> **Exercise goal**:
Produce a verbatim transcription of all records.

[Records — start]

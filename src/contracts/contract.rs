use crate::abi::{Abi, Token};
use crate::client::ErisDb;
use crate::error::Error;
use crate::types::PrivateAccount;
use crate::utils::bytes_to_hex_str;
use crate::Address;
use std::fmt;

/// A contract type definition, the pair of an ABI and optionally the
/// deployable bytecode. One `Contract` is reused across any number of
/// [`at`](Contract::at) bindings and [`deploy`](Contract::deploy)s.
#[derive(Clone)]
pub struct Contract {
    abi: Abi,
    bytecode: Vec<u8>,
    address: Option<Address>,
    account: PrivateAccount,
    client: ErisDb,
}

impl Contract {
    pub(crate) fn new(
        abi: Abi,
        bytecode: Vec<u8>,
        address: Option<Address>,
        account: PrivateAccount,
        client: ErisDb,
    ) -> Self {
        Self {
            abi,
            bytecode,
            address,
            account,
            client,
        }
    }

    pub fn abi(&self) -> &Abi {
        &self.abi
    }

    pub fn bytecode(&self) -> &[u8] {
        &self.bytecode
    }

    /// The address this definition was created with, if any.
    pub fn address(&self) -> Option<Address> {
        self.address
    }

    /// Binds to an already deployed contract. This validates the
    /// address locally and never touches the network, so failure is
    /// immediate.
    pub fn at(&self, address: &str) -> Result<ContractInstance, Error> {
        let address: Address = address
            .parse()
            .map_err(|_| Error::InvalidArgument("Address is required parameter".into()))?;
        Ok(self.bind(address))
    }

    /// Binds to the address provided at definition time.
    pub fn instance(&self) -> Result<ContractInstance, Error> {
        match self.address {
            Some(address) => Ok(self.bind(address)),
            None => Err(Error::InvalidArgument(
                "Address is required parameter".into(),
            )),
        }
    }

    /// Deploys a fresh instance and resolves once it has executed in a
    /// block. Constructor arguments are ABI-encoded and appended to
    /// the bytecode.
    pub async fn deploy(&self, args: &[Token]) -> Result<ContractInstance, Error> {
        if self.bytecode.is_empty() {
            return Err(Error::InvalidArgument(
                "Bytecode is required parameter".into(),
            ));
        }
        let mut data = self.bytecode.clone();
        match self.abi.constructor() {
            Some(constructor) => data.extend(constructor.encode_args(args)?),
            None if args.is_empty() => {}
            None => {
                return Err(Error::EncodingError(
                    "constructor arguments provided but the abi declares no constructor"
                        .to_string(),
                ))
            }
        }
        let held = self
            .client
            .transact_and_hold(self.account.priv_key.clone(), None, data)
            .await?;
        if let Some(exception) = held.exception() {
            return Err(Error::ContractCallError(format!(
                "deployment failed: {exception}"
            )));
        }
        info!("deployed contract at {}", held.call_data.callee);
        Ok(self.bind(held.call_data.callee))
    }

    fn bind(&self, address: Address) -> ContractInstance {
        ContractInstance {
            address,
            abi: self.abi.clone(),
            account: self.account.clone(),
            client: self.client.clone(),
        }
    }
}

// the RPC client wraps an awc::Client, which has no Debug impl
impl fmt::Debug for Contract {
    fn fmt(&self, f: &mut fmt::Formatter) -> fmt::Result {
        f.debug_struct("Contract")
            .field("abi", &self.abi)
            .field("bytecode", &bytes_to_hex_str(&self.bytecode))
            .field("address", &self.address)
            .finish()
    }
}

/// A contract bound to a deployed address. Methods are dispatched by
/// their ABI name through [`call`](ContractInstance::call).
#[derive(Clone)]
pub struct ContractInstance {
    address: Address,
    abi: Abi,
    account: PrivateAccount,
    client: ErisDb,
}

impl ContractInstance {
    pub fn address(&self) -> Address {
        self.address
    }

    /// Names of the callable methods this instance exposes.
    pub fn methods(&self) -> Vec<&str> {
        self.abi.functions().map(|f| f.name.as_str()).collect()
    }

    /// Invokes the ABI method `name` with `args` and decodes its
    /// return values. Constant methods run as a read-only simulated
    /// call, everything else is sent as a transaction and held until
    /// it has executed in a block.
    pub async fn call(&self, name: &str, args: &[Token]) -> Result<Vec<Token>, Error> {
        let method = match self.abi.function(name) {
            Some(m) => m,
            None => {
                return Err(Error::ContractCallError(format!(
                    "abi has no method named {name}"
                )))
            }
        };
        let payload = method.encode_call(args)?;
        trace!("calling {} on {}", method.signature(), self.address);

        let ret = if method.is_constant() {
            self.client.call(self.address, payload).await?.ret
        } else {
            let held = self
                .client
                .transact_and_hold(self.account.priv_key.clone(), Some(self.address), payload)
                .await?;
            if let Some(exception) = held.exception() {
                return Err(Error::ContractCallError(format!(
                    "{name} failed: {exception}"
                )));
            }
            held.ret
        };
        method.decode_output(&ret)
    }
}

impl fmt::Debug for ContractInstance {
    fn fmt(&self, f: &mut fmt::Formatter) -> fmt::Result {
        f.debug_struct("ContractInstance")
            .field("address", &self.address)
            .field("abi", &self.abi)
            .finish()
    }
}

#[cfg(test)]
mod tests {
    use super::*;
    use crate::contracts::tests::{sample_abi_json, test_account};
    use crate::ContractManager;
    use std::time::Duration;

    const ADDRESS: &str = "5038D9D0E1A1BE977D82F0A8FD1D611AF26C2E3C";

    fn sample_contract() -> Contract {
        let manager = ContractManager::new(
            "http://127.0.0.1:1337/rpc",
            Duration::from_secs(30),
            test_account(),
        );
        manager
            .new_contract(&sample_abi_json(), Some("606060405260"), None)
            .unwrap()
    }

    #[test]
    fn at_rejects_missing_address() {
        let err = sample_contract().at("").unwrap_err();
        assert_eq!(err.to_string(), "Address is required parameter");
    }

    #[test]
    fn at_rejects_malformed_address() {
        let err = sample_contract().at("wrong-address").unwrap_err();
        assert_eq!(err.to_string(), "Address is required parameter");
    }

    #[test]
    fn at_binds_valid_address() {
        let instance = sample_contract().at(ADDRESS).unwrap();
        assert_eq!(instance.address().to_string(), ADDRESS);
    }

    #[test]
    fn at_accepts_prefixed_lower_case() {
        let instance = sample_contract()
            .at("0x5038d9d0e1a1be977d82f0a8fd1d611af26c2e3c")
            .unwrap();
        assert_eq!(instance.address().to_string(), ADDRESS);
    }

    #[test]
    fn at_is_repeatable() {
        let contract = sample_contract();
        let a = contract.at(ADDRESS).unwrap();
        let b = contract.at(ADDRESS).unwrap();
        assert_eq!(a.address(), b.address());
        assert_eq!(a.methods(), b.methods());
    }

    #[test]
    fn instance_has_abi_methods() {
        let instance = sample_contract().at(ADDRESS).unwrap();
        assert_eq!(instance.methods(), vec!["add"]);
    }

    #[test]
    fn instance_without_preset_address_fails() {
        let err = sample_contract().instance().unwrap_err();
        assert_eq!(err.to_string(), "Address is required parameter");
    }

    #[test]
    fn deploy_without_bytecode_fails() {
        use actix::System;

        let manager = ContractManager::new(
            "http://127.0.0.1:1337/rpc",
            Duration::from_secs(30),
            test_account(),
        );
        let contract = manager
            .new_contract(&sample_abi_json(), None, None)
            .unwrap();
        // fails during validation, no node required
        let runner = System::new();
        runner.block_on(async move {
            let err = contract.deploy(&[]).await.unwrap_err();
            assert!(matches!(&err, Error::InvalidArgument(_)));
            assert_eq!(err.to_string(), "Bytecode is required parameter");
        })
    }

    #[test]
    fn handles_format_for_debugging() {
        let contract = sample_contract();
        let repr = format!("{contract:?}");
        assert!(repr.contains("Contract"));
        assert!(repr.contains("add"));
        assert!(repr.contains("606060405260"));

        let instance = contract.at(ADDRESS).unwrap();
        let repr = format!("{instance:?}");
        assert!(repr.contains("ContractInstance"));
        assert!(repr.contains("add"));
    }
}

[Records — finish]

> **Solution to the exercise**:
filename src/contracts/contract.rs
use crate::abi::{Abi, Token};
use crate::client::ErisDb;
use crate::error::Error;
use crate::types::PrivateAccount;
use crate::utils::bytes_to_hex_str;
use crate::Address;
use std::fmt;

/// A contract type definition, the pair of an ABI and optionally the
/// deployable bytecode. One `Contract` is reused across any number of
/// [`at`](Contract::at) bindings and [`deploy`](Contract::deploy)s.
#[derive(Clone)]
pub struct Contract {
    abi: Abi,
    bytecode: Vec<u8>,
    address: Option<Address>,
    account: PrivateAccount,
    client: ErisDb,
}

impl Contract {
    pub(crate) fn new(
        abi: Abi,
        bytecode: Vec<u8>,
        address: Option<Address>,
        account: PrivateAccount,
        client: ErisDb,
    ) -> Self {
        Self {
            abi,
            bytecode,
            address,
            account,
            client,
        }
    }

    pub fn abi(&self) -> &Abi {
        &self.abi
    }

    pub fn bytecode(&self) -> &[u8] {
        &self.bytecode
    }

    /// The address this definition was created with, if any.
    pub fn address(&self) -> Option<Address> {
        self.address
    }

    /// Binds to an already deployed contract. This validates the
    /// address locally and never touches the network, so failure is
    /// immediate.
    pub fn at(&self, address: &str) -> Result<ContractInstance, Error> {
        let address: Address = address
            .parse()
            .map_err(|_| Error::InvalidArgument("Address is required parameter".into()))?;
        Ok(self.bind(address))
    }

    /// Binds to the address provided at definition time.
    pub fn instance(&self) -> Result<ContractInstance, Error> {
        match self.address {
            Some(address) => Ok(self.bind(address)),
            None => Err(Error::InvalidArgument(
                "Address is required parameter".into(),
            )),
        }
    }

    /// Deploys a fresh instance and resolves once it has executed in a
    /// block. Constructor arguments are ABI-encoded and appended to
    /// the bytecode.
    pub async fn deploy(&self, args: &[Token]) -> Result<ContractInstance, Error> {
        if self.bytecode.is_empty() {
            return Err(Error::InvalidArgument(
                "Bytecode is required parameter".into(),
            ));
        }
        let mut data = self.bytecode.clone();
        match self.abi.constructor() {
            Some(constructor) => data.extend(constructor.encode_args(args)?),
            None if args.is_empty() => {}
            None => {
                return Err(Error::EncodingError(
                    "constructor arguments provided but the abi declares no constructor"
                        .to_string(),
                ))
            }
        }
        let held = self
            .client
            .transact_and_hold(self.account.priv_key.clone(), None, data)
            .await?;
        if let Some(exception) = held.exception() {
            return Err(Error::ContractCallError(format!(
                "deployment failed: {exception}"
            )));
        }
        info!("deployed contract at {}", held.call_data.callee);
        Ok(self.bind(held.call_data.callee))
    }

    fn bind(&self, address: Address) -> ContractInstance {
        ContractInstance {
            address,
            abi: self.abi.clone(),
            account: self.account.clone(),
            client: self.client.clone(),
        }
    }
}

// the RPC client wraps an awc::Client, which has no Debug impl
impl fmt::Debug for Contract {
    fn fmt(&self, f: &mut fmt::Formatter) -> fmt::Result {
        f.debug_struct("Contract")
            .field("abi", &self.abi)
            .field("bytecode", &bytes_to_hex_str(&self.bytecode))
            .field("address", &self.address)
            .finish()
    }
}

/// A contract bound to a deployed address. Methods are dispatched by
/// their ABI name through [`call`](ContractInstance::call).
#[derive(Clone)]
pub struct ContractInstance {
    address: Address,
    abi: Abi,
    account: PrivateAccount,
    client: ErisDb,
}

impl ContractInstance {
    pub fn address(&self) -> Address {
        self.address
    }

    /// Names of the callable methods this instance exposes.
    pub fn methods(&self) -> Vec<&str> {
        self.abi.functions().map(|f| f.name.as_str()).collect()
    }

    /// Invokes the ABI method `name` with `args` and decodes its
    /// return values. Constant methods run as a read-only simulated
    /// call, everything else is sent as a transaction and held until
    /// it has executed in a block.
    pub async fn call(&self, name: &str, args: &[Token]) -> Result<Vec<Token>, Error> {
        let method = match self.abi.function(name) {
            Some(m) => m,
            None => {
                return Err(Error::ContractCallError(format!(
                    "abi has no method named {name}"
                )))
            }
        };
        let payload = method.encode_call(args)?;
        trace!("calling {} on {}", method.signature(), self.address);

        let ret = if method.is_constant() {
            self.client.call(self.address, payload).await?.ret
        } else {
            let held = self
                .client
                .transact_and_hold(self.account.priv_key.clone(), Some(self.address), payload)
                .await?;
            if let Some(exception) = held.exception() {
                return Err(Error::ContractCallError(format!(
                    "{name} failed: {exception}"
                )));
            }
            held.ret
        };
        method.decode_output(&ret)
    }
}

impl fmt::Debug for ContractInstance {
    fn fmt(&self, f: &mut fmt::Formatter) -> fmt::Result {
        f.debug_struct("ContractInstance")
            .field("address", &self.address)
            .field("abi", &self.abi)
            .finish()
    }
}

#[cfg(test)]
mod tests {
    use super::*;
    use crate::contracts::tests::{sample_abi_json, test_account};
    use crate::ContractManager;
    use std::time::Duration;

    const ADDRESS: &str = "5038D9D0E1A1BE977D82F0A8FD1D611AF26C2E3C";

    fn sample_contract() -> Contract {
        let manager = ContractManager::new(
            "http://127.0.0.1:1337/rpc",
            Duration::from_secs(30),
            test_account(),
        );
        manager
            .new_contract(&sample_abi_json(), Some("606060405260"), None)
            .unwrap()
    }

    #[test]
    fn at_rejects_missing_address() {
        let err = sample_contract().at("").unwrap_err();
        assert_eq!(err.to_string(), "Address is required parameter");
    }

    #[test]
    fn at_rejects_malformed_address() {
        let err = sample_contract().at("wrong-address").unwrap_err();
        assert_eq!(err.to_string(), "Address is required parameter");
    }

    #[test]
    fn at_binds_valid_address() {
        let instance = sample_contract().at(ADDRESS).unwrap();
        assert_eq!(instance.address().to_string(), ADDRESS);
    }

    #[test]
    fn at_accepts_prefixed_lower_case() {
        let instance = sample_contract()
            .at("0x5038d9d0e1a1be977d82f0a8fd1d611af26c2e3c")
            .unwrap();
        assert_eq!(instance.address().to_string(), ADDRESS);
    }

    #[test]
    fn at_is_repeatable() {
        let contract = sample_contract();
        let a = contract.at(ADDRESS).unwrap();
        let b = contract.at(ADDRESS).unwrap();
        assert_eq!(a.address(), b.address());
        assert_eq!(a.methods(), b.methods());
    }

    #[test]
    fn instance_has_abi_methods() {
        let instance = sample_contract().at(ADDRESS).unwrap();
        assert_eq!(instance.methods(), vec!["add"]);
    }

    #[test]
    fn instance_without_preset_address_fails() {
        let err = sample_contract().instance().unwrap_err();
        assert_eq!(err.to_string(), "Address is required parameter");
    }

    #[test]
    fn deploy_without_bytecode_fails() {
        use actix::System;

        let manager = ContractManager::new(
            "http://127.0.0.1:1337/rpc",
            Duration::from_secs(30),
            test_account(),
        );
        let contract = manager
            .new_contract(&sample_abi_json(), None, None)
            .unwrap();
        // fails during validation, no node required
        let runner = System::new();
        runner.block_on(async move {
            let err = contract.deploy(&[]).await.unwrap_err();
            assert!(matches!(&err, Error::InvalidArgument(_)));
            assert_eq!(err.to_string(), "Bytecode is required parameter");
        })
    }

    #[test]
    fn handles_format_for_debugging() {
        let contract = sample_contract();
        let repr = format!("{contract:?}");
        assert!(repr.contains("Contract"));
        assert!(repr.contains("add"));
        assert!(repr.contains("606060405260"));

        let instance = contract.at(ADDRESS).unwrap();
        let repr = format!("{instance:?}");
        assert!(repr.contains("ContractInstance"));
        assert!(repr.contains("add"));
    }
}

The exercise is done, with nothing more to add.